Moving from Fix price to Agile Contracts

One of the major roadblocks in an agile transition is the fact thatcontract when adopting an agile approach fixed price, fixed content contract does not make much sense anymore.

sure, some organizations are succeeding in doing agile under such contracts but one of the promises of Scrum is to be able to easily cope with changing requirements, and change the work plan to contain the most valuable features seen at that time.

On the other side, after so many years working under fixed price,fixed content contract its really hard to change especially since much of the time the other side (the one paying) is not really involved in the decision to adopt agile.

Its all about risk

a couple of weeks ago I had the chance to talk Giora Morein during a conference, after a while we started talking pricing schemes at which point Giora pointed out that when working under a fixed price contract, the risk involved is mostly placed on the side providing the services, while when using an hourly/daily rate most of the risk is taken by the paying side.

I believe that this fact is part of the problem we face when trying to adopt to an agile contract. The problem is how to convince a customer that is used to having the risk placed at the supplier to accept the risks involved in committing to a project under a flexible budget and content.

Moving Into an agile Contract

The first thing I found useful when I try to switch to a flexible more agile contract, is to start by acknowledging this fact. I than counter to with the benefits of such a move, focusing on the benefits the client will see.

In many cases this is not enough and the customer will still choose to use the same fixed price, fixed content agreement and in this situation I found the following steps to be very useful to establish a level of trust needed to actually change the working contract.

In order to actually change anything the first order of business is to sort all requested features by order of importance. In most cases this is grasped by the client as a reasonable request and it opens several channels of communication whiled doing so. its very important that the client will be involved in this as much as we can since this phase build the basic understanding both parties can build upon later on.

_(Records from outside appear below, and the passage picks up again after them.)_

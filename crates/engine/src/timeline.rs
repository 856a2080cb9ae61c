use serde::{Deserialize, Serialize};
use tracing::{debug, warn};

use crate::error::{EngineError, Result};
use crate::time::{edited_duration, to_edited_time};
use crate::undo::{UndoItem, UndoLog};

/// A kept segment of the source video in absolute seconds.
///
/// Serialized as a `[start, end]` pair.
#[derive(Debug, Clone, Copy, PartialEq, Serialize, Deserialize)]
#[serde(from = "[f64; 2]", into = "[f64; 2]")]
pub struct Clip {
    pub start: f64,
    pub end: f64,
}

impl Clip {
    pub const fn new(start: f64, end: f64) -> Self {
        Self { start, end }
    }

    pub fn duration(&self) -> f64 {
        self.end - self.start
    }

    /// Returns true for finite bounds with `start < end`.
    pub fn is_well_formed(&self) -> bool {
        self.start.is_finite() && self.end.is_finite() && self.start < self.end
    }
}

impl From<[f64; 2]> for Clip {
    fn from([start, end]: [f64; 2]) -> Self {
        Self { start, end }
    }
}

impl From<Clip> for [f64; 2] {
    fn from(value: Clip) -> Self {
        [value.start, value.end]
    }
}

/// Editable list of kept clips plus the keyframes produced by the same run.
///
/// Clips are non-overlapping and sorted by start. Every edit after `load`
/// goes through the undo log.
#[derive(Debug, Clone, Default, PartialEq)]
pub struct ClipTimeline {
    clips: Vec<Clip>,
    keyframes: Vec<f64>,
    input_duration: Option<f64>,
    undo: UndoLog,
}

impl ClipTimeline {
    pub fn new() -> Self {
        Self::default()
    }

    pub fn clips(&self) -> &[Clip] {
        &self.clips
    }

    pub fn keyframes(&self) -> &[f64] {
        &self.keyframes
    }

    pub fn input_duration(&self) -> Option<f64> {
        self.input_duration
    }

    pub fn undo_depth(&self) -> usize {
        self.undo.len()
    }

    pub fn is_empty(&self) -> bool {
        self.clips.is_empty()
    }

    /// Maps absolute source time onto the edited playhead.
    pub fn edited_time(&self, absolute: f64) -> f64 {
        to_edited_time(absolute, &self.clips)
    }

    pub fn edited_duration(&self) -> f64 {
        edited_duration(&self.clips)
    }

    /// Replaces the whole timeline and discards edit history.
    ///
    /// # Example
    /// ```
    /// use clip_engine::{Clip, ClipTimeline};
    ///
    /// let mut timeline = ClipTimeline::new();
    /// timeline
    ///     .load(vec![Clip::new(0.0, 10.0)], vec![0.0, 5.0, 10.0], Some(12.0))
    ///     .expect("valid timeline");
    /// assert_eq!(timeline.edited_duration(), 10.0);
    /// ```
    pub fn load(
        &mut self,
        clips: Vec<Clip>,
        keyframes: Vec<f64>,
        input_duration: Option<f64>,
    ) -> Result<()> {
        validate_clips(&clips).map_err(|reason| EngineError::InvalidTimelineState { reason })?;
        validate_keyframes(&keyframes)
            .map_err(|reason| EngineError::InvalidTimelineState { reason })?;
        validate_input_duration(input_duration, &clips, &keyframes)
            .map_err(|reason| EngineError::InvalidTimelineState { reason })?;

        debug!(
            clip_count = clips.len(),
            keyframe_count = keyframes.len(),
            input_duration = ?input_duration,
            discarded_undo = self.undo.len(),
            "timeline loaded"
        );
        self.clips = clips;
        self.keyframes = keyframes;
        self.input_duration = input_duration;
        self.undo.clear();
        Ok(())
    }

    /// Removes one clip that is currently part of the timeline.
    ///
    /// Returns `InvalidTimelineState` and leaves the timeline untouched when
    /// `clip` is not a member.
    pub fn delete_clip(&mut self, clip: Clip) -> Result<()> {
        let Some(index) = self.clips.iter().position(|existing| *existing == clip) else {
            warn!(start = clip.start, end = clip.end, "delete rejected: clip not found");
            return Err(EngineError::InvalidTimelineState {
                reason: format!("clip [{}, {}] is not in the timeline", clip.start, clip.end),
            });
        };

        let removed = self.clips.remove(index);
        self.undo.push(UndoItem::Delete { clip: removed });
        debug!(
            index,
            start = removed.start,
            end = removed.end,
            clip_count = self.clips.len(),
            "clip deleted"
        );
        Ok(())
    }

    /// Installs a new clip list as one undoable edit.
    pub fn replace_all(&mut self, new_clips: Vec<Clip>) -> Result<()> {
        if let Err(reason) = validate_clips(&new_clips) {
            warn!(%reason, "replace rejected");
            return Err(EngineError::InvalidTimelineState { reason });
        }

        let old = std::mem::replace(&mut self.clips, new_clips.clone());
        debug!(
            old_count = old.len(),
            new_count = new_clips.len(),
            "clips replaced"
        );
        self.undo.push(UndoItem::ChangeClips {
            old,
            new: new_clips,
        });
        Ok(())
    }

    /// Reverts the most recent edit. Returns `None` when there is nothing to undo.
    ///
    /// # Example
    /// ```
    /// use clip_engine::{Clip, ClipTimeline};
    ///
    /// let mut timeline = ClipTimeline::new();
    /// timeline
    ///     .load(vec![Clip::new(0.0, 10.0), Clip::new(15.0, 20.0)], vec![], None)
    ///     .expect("valid timeline");
    /// timeline.delete_clip(Clip::new(15.0, 20.0)).expect("clip exists");
    /// timeline.undo();
    /// assert_eq!(timeline.clips(), &[Clip::new(0.0, 10.0), Clip::new(15.0, 20.0)]);
    /// ```
    pub fn undo(&mut self) -> Option<UndoItem> {
        let item = self.undo.pop()?;
        match &item {
            UndoItem::Delete { clip } => {
                let index = self
                    .clips
                    .partition_point(|existing| existing.start < clip.start);
                self.clips.insert(index, *clip);
                debug!(index, start = clip.start, end = clip.end, "delete undone");
            }
            UndoItem::ChangeClips { old, .. } => {
                self.clips = old.clone();
                debug!(clip_count = self.clips.len(), "change undone");
            }
        }
        Some(item)
    }
}

/// Checks that clips are well formed, sorted by start and non-overlapping.
pub(crate) fn validate_clips(clips: &[Clip]) -> std::result::Result<(), String> {
    if let Some((index, clip)) = clips
        .iter()
        .enumerate()
        .find(|(_, clip)| !clip.is_well_formed())
    {
        return Err(format!(
            "clip {index} [{}, {}] must have finite bounds with start < end",
            clip.start, clip.end
        ));
    }

    if let Some(index) = clips
        .windows(2)
        .position(|pair| pair[0].end > pair[1].start)
    {
        return Err(format!(
            "clip {} overlaps or precedes clip {index}",
            index + 1
        ));
    }

    Ok(())
}

pub(crate) fn validate_keyframes(keyframes: &[f64]) -> std::result::Result<(), String> {
    if keyframes.iter().any(|keyframe| !keyframe.is_finite()) {
        return Err(String::from("keyframes must be finite"));
    }
    if let Some(index) = keyframes.windows(2).position(|pair| pair[0] > pair[1]) {
        return Err(format!("keyframe {} decreases", index + 1));
    }
    Ok(())
}

fn validate_input_duration(
    input_duration: Option<f64>,
    clips: &[Clip],
    keyframes: &[f64],
) -> std::result::Result<(), String> {
    let Some(duration) = input_duration else {
        return Ok(());
    };
    if !duration.is_finite() || duration < 0.0 {
        return Err(format!("input duration {duration} is not a valid length"));
    }

    let last_clip_end = clips.last().map(|clip| clip.end).unwrap_or(0.0);
    let last_keyframe = keyframes.last().copied().unwrap_or(0.0);
    if duration < last_clip_end || duration < last_keyframe {
        return Err(format!(
            "input duration {duration} ends before the last clip or keyframe"
        ));
    }
    Ok(())
}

Second I try to add the following key points to the contract

(since all this points are actually controlled by the client most have no real objection to include them in the agreement):

1) Scope can be changed - The client can swap any requirement/feature by a new one of similar size, as long as it conforms to the basic priority scheme.

2) Priorities can change - by the client at any point of time. These changes will be reflected to the work plan (excluding things which are currently under way).

3) The client can take a working version of the work so far. In fact he is encouraged to do so and provide any feedback he can n it.

4) Termination - at any point of time (subject to a reasonable fee – I use 25-30% of the remaining cost) the client can terminate the project taking all the work done so far.

I have tried this scheme on a couple of occasions and found that after a few times the client actually invoke any of this clauses. He usually see the benefits involved in such an agreement and the next time he actually insist on this ability and is much more open to a working under an “agile contract”.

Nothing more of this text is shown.